(Stored data entries)
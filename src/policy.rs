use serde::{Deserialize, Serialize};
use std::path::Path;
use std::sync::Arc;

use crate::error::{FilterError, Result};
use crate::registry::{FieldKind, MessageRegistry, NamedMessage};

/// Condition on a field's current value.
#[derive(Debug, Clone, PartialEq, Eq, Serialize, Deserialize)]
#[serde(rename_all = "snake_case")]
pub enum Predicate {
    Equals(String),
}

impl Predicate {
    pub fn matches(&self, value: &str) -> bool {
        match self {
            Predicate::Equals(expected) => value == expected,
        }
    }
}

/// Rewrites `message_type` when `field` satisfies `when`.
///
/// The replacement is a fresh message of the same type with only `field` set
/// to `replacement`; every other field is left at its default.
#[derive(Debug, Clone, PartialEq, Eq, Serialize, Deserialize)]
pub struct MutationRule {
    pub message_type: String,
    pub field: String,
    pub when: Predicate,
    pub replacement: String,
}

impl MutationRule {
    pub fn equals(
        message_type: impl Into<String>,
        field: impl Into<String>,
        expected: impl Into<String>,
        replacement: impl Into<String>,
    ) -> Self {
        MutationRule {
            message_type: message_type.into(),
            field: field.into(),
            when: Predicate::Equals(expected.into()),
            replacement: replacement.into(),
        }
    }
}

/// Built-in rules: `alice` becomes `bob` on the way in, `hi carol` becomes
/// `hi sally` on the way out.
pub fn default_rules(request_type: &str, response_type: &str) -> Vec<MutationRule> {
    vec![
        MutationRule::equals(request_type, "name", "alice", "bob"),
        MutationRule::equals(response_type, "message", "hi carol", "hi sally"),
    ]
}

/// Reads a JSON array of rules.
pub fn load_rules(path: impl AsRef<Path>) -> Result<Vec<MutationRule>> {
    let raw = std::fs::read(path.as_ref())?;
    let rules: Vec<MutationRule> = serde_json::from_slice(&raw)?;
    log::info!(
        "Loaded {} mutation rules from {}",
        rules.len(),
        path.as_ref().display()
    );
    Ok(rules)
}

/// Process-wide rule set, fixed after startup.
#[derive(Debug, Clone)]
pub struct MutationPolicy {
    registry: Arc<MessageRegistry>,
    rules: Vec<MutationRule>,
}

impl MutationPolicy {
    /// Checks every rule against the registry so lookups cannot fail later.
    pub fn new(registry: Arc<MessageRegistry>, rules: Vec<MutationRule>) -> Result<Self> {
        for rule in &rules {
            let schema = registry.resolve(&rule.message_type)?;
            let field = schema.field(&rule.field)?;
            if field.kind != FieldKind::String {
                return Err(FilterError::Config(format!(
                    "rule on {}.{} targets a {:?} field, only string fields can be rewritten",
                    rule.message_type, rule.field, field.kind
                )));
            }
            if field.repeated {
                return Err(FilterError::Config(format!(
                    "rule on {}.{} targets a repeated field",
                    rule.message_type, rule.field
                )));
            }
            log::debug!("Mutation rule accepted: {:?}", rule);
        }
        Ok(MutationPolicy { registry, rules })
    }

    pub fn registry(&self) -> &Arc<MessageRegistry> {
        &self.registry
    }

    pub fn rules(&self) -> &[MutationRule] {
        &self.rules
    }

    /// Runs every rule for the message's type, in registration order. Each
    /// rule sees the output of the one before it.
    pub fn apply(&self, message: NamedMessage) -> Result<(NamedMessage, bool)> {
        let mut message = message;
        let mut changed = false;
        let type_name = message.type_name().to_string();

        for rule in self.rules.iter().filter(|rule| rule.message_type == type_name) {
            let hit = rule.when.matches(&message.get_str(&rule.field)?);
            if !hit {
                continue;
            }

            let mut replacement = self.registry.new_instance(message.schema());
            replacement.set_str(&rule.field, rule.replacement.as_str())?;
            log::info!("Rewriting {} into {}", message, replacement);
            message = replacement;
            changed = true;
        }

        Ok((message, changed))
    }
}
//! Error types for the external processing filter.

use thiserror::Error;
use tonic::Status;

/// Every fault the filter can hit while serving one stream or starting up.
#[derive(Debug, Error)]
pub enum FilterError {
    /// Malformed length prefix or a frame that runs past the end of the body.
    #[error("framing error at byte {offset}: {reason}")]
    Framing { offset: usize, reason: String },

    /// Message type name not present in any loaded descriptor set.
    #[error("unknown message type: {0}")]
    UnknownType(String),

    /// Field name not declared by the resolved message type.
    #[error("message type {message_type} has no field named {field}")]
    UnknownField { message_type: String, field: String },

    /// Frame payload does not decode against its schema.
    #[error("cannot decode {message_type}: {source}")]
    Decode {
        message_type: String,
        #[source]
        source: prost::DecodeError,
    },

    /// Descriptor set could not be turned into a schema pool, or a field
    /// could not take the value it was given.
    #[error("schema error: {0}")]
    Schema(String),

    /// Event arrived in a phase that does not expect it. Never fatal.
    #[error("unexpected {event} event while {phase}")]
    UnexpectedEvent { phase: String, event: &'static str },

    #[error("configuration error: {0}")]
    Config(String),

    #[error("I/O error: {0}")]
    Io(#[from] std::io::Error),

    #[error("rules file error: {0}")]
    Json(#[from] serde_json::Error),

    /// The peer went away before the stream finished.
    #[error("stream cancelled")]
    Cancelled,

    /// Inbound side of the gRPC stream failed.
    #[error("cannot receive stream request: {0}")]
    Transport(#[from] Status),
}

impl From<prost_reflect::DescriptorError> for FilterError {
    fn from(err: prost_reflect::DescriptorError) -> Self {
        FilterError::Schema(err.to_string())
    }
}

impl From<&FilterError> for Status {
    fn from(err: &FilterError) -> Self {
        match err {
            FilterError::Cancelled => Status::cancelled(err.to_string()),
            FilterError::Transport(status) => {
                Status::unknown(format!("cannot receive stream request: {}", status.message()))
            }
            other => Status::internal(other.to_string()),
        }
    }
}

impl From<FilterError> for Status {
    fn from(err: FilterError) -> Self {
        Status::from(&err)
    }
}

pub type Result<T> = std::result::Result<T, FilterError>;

What to work on>
Where in the records above does the word "FieldKind" appear? Copy each line that holds it.

Response>
use crate::registry::{FieldKind, MessageRegistry, NamedMessage};
            if field.kind != FieldKind::String {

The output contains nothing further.